Ému par un texte qui montre « le refus d’écouter ce qui se passe très près de chez nous, où tous les jours, des gosses, des femmes meurent en mer », Jean-Michel Ribes veut agir pour changer les choses. Depuis 2001, il est aux commandes du théâtre du Rond-Point, célèbre pour ses choix engagés et les débats sociétaux qu’il suscite. « La création artistique est déjà, en soi, un acte de révolte » annonce le directeur.
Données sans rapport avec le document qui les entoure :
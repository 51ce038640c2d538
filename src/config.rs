//! Configuration file handling.
//!
//! This module handles loading and merging configuration from
//! `.benchdias.toml` files.

use crate::cli::{Args, Command};
use crate::loader::micro::micro_dir;
use crate::loader::ssb::ssb_dir;
use crate::loader::TsvSource;
use crate::models::ProcessingStyle;
use anyhow::{bail, Context, Result};
use serde::{Deserialize, Serialize};
use std::path::{Path, PathBuf};

/// Name of the configuration file looked up in the working directory.
pub const DEFAULT_CONFIG_FILE: &str = ".benchdias.toml";

/// Root configuration structure.
#[derive(Debug, Clone, Default, Serialize, Deserialize)]
pub struct Config {
    #[serde(default)]
    pub general: GeneralConfig,

    #[serde(default)]
    pub paths: PathsConfig,

    /// Layout of the measurement files.
    #[serde(default)]
    pub input: InputConfig,

    /// Benchmark run parameters.
    #[serde(default)]
    pub run: RunConfig,

    /// Figure colors as `#rrggbb` or a basic color name.
    #[serde(default)]
    pub palette: PaletteConfig,
}

/// General application settings.
#[derive(Debug, Clone, Default, Serialize, Deserialize)]
pub struct GeneralConfig {
    /// Enable verbose logging by default.
    #[serde(default)]
    pub verbose: bool,

    /// Dump aggregated tables as JSON.
    #[serde(default)]
    pub dump_tables: bool,
}

#[derive(Debug, Clone, Serialize, Deserialize)]
pub struct PathsConfig {
    /// Root holding `microbenchmarks/` and `ssb/`.
    #[serde(default = "default_artifacts")]
    pub artifacts: PathBuf,

    /// Output directory. When unset, figures land next to the measurements.
    #[serde(default, skip_serializing_if = "Option::is_none")]
    pub output: Option<PathBuf>,
}

impl Default for PathsConfig {
    fn default() -> Self {
        Self {
            artifacts: default_artifacts(),
            output: None,
        }
    }
}

fn default_artifacts() -> PathBuf {
    PathBuf::from("artifacts")
}

#[derive(Debug, Clone, Serialize, Deserialize)]
pub struct InputConfig {
    /// Metadata lines preceding the header of every measurement file.
    #[serde(default = "default_skip_lines")]
    pub skip_lines: usize,

    #[serde(default = "default_delimiter")]
    pub delimiter: char,
}

impl Default for InputConfig {
    fn default() -> Self {
        Self {
            skip_lines: default_skip_lines(),
            delimiter: default_delimiter(),
        }
    }
}

fn default_skip_lines() -> usize {
    2
}

fn default_delimiter() -> char {
    '\t'
}

#[derive(Debug, Clone, Serialize, Deserialize)]
pub struct RunConfig {
    #[serde(default = "default_repetitions")]
    pub repetitions: usize,

    #[serde(default = "default_processing_style")]
    pub processing_style: ProcessingStyle,

    /// SSB scale factor.
    #[serde(default = "default_scale_factor")]
    pub scale_factor: u32,
}

impl Default for RunConfig {
    fn default() -> Self {
        Self {
            repetitions: default_repetitions(),
            processing_style: default_processing_style(),
            scale_factor: default_scale_factor(),
        }
    }
}

fn default_repetitions() -> usize {
    10
}

fn default_processing_style() -> ProcessingStyle {
    ProcessingStyle::Vec512
}

fn default_scale_factor() -> u32 {
    100
}

#[derive(Debug, Clone, Serialize, Deserialize)]
pub struct PaletteConfig {
    #[serde(default = "default_red")]
    pub red: String,
    #[serde(default = "default_gray")]
    pub gray: String,
    #[serde(default = "default_blue")]
    pub blue: String,
    #[serde(default = "default_green")]
    pub green: String,
    #[serde(default = "default_cyan")]
    pub cyan: String,
    #[serde(default = "default_yellow")]
    pub yellow: String,
    #[serde(default = "default_orange")]
    pub orange: String,

    /// One color per format combination of the simple query.
    #[serde(default = "default_simple_query")]
    pub simple_query: Vec<String>,
}

impl Default for PaletteConfig {
    fn default() -> Self {
        Self {
            red: default_red(),
            gray: default_gray(),
            blue: default_blue(),
            green: default_green(),
            cyan: default_cyan(),
            yellow: default_yellow(),
            orange: default_orange(),
            simple_query: default_simple_query(),
        }
    }
}

fn default_red() -> String {
    "#f47264".to_string()
}

fn default_gray() -> String {
    "#bfbfbf".to_string()
}

fn default_blue() -> String {
    "#868ad1".to_string()
}

fn default_green() -> String {
    "#84cbc5".to_string()
}

fn default_cyan() -> String {
    "#7cc8ec".to_string()
}

fn default_yellow() -> String {
    "#f8d35e".to_string()
}

fn default_orange() -> String {
    "#ffa300".to_string()
}

fn default_simple_query() -> Vec<String> {
    vec![default_gray(), default_cyan(), default_blue(), default_yellow(), default_red()]
}

impl Config {
    /// Load configuration from a file path.
    pub fn load(path: &Path) -> Result<Self> {
        let content = std::fs::read_to_string(path)
            .with_context(|| format!("Failed to read config file: {}", path.display()))?;

        let config: Config = toml::from_str(&content)
            .with_context(|| format!("Failed to parse config file: {}", path.display()))?;

        Ok(config)
    }

    /// Try to load configuration from the default location.
    ///
    /// Returns `Ok(None)` if the file doesn't exist, `Err` if it exists but can't be parsed.
    pub fn load_default() -> Result<Option<Self>> {
        let default_path = Path::new(DEFAULT_CONFIG_FILE);

        if default_path.exists() {
            Ok(Some(Self::load(default_path)?))
        } else {
            Ok(None)
        }
    }

    /// Merge this configuration with CLI arguments.
    ///
    /// Only values given explicitly on the command line override the file.
    pub fn merge_with_args(&mut self, args: &Args) {
        if let Some(ref artifacts) = args.artifacts {
            self.paths.artifacts = artifacts.clone();
        }
        if let Some(ref output) = args.output {
            self.paths.output = Some(output.clone());
        }
        if let Some(repetitions) = args.repetitions {
            self.run.repetitions = repetitions;
        }
        if let Some(style) = args.processing_style {
            self.run.processing_style = style;
        }
        if let Some(Command::Ssb(ref ssb)) = args.command {
            if let Some(scale_factor) = ssb.scale_factor {
                self.run.scale_factor = scale_factor;
            }
        }

        // Flags always override
        if args.verbose {
            self.general.verbose = true;
        }
        if args.dump_tables {
            self.general.dump_tables = true;
        }
    }

    /// Reader settings for all measurement files.
    pub fn tsv_source(&self) -> Result<TsvSource> {
        if !self.input.delimiter.is_ascii() {
            bail!(
                "Delimiter must be a single ASCII character, got {:?}",
                self.input.delimiter
            );
        }
        Ok(TsvSource::new(self.input.delimiter as u8, self.input.skip_lines))
    }

    /// Where the figures of `command` are written.
    pub fn output_dir(&self, command: &Command) -> PathBuf {
        if let Some(ref output) = self.paths.output {
            return output.clone();
        }
        match command {
            Command::Micro(_) => micro_dir(&self.paths.artifacts),
            Command::Ssb(_) => {
                ssb_dir(&self.paths.artifacts).join(format!("dias_sf{}", self.run.scale_factor))
            }
        }
    }

    /// Generate a default configuration file content.
    pub fn default_toml() -> String {
        let config = Config::default();
        toml::to_string_pretty(&config).unwrap_or_else(|_| String::new())
    }
}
C’est lui qui a voulu mettre en scène le texte d’Éric Fottorino publié dans Le 1. Pour lui, cette nouvelle constitue « un rappel à l’humanité, un constat de l’indifférence des pays dits civilisés face à cette tragédie ». Par cette production, il cherche à faire émerger « un peu plus de communication véritable sur ces gens qui se noient » et contrarier les discours démagogiques et anxiogènes du moment : « Non ce ne sont pas tous des terroristes ! » C’est encore lui qui a téléphoné au siège de SOS MEDITERRANEE un matin de décembre pour offrir de reverser tous les bénéfices des représentations à l’association humanitaire, « parce que j’admire son engagement et son travail de sauvetage pour les migrants ».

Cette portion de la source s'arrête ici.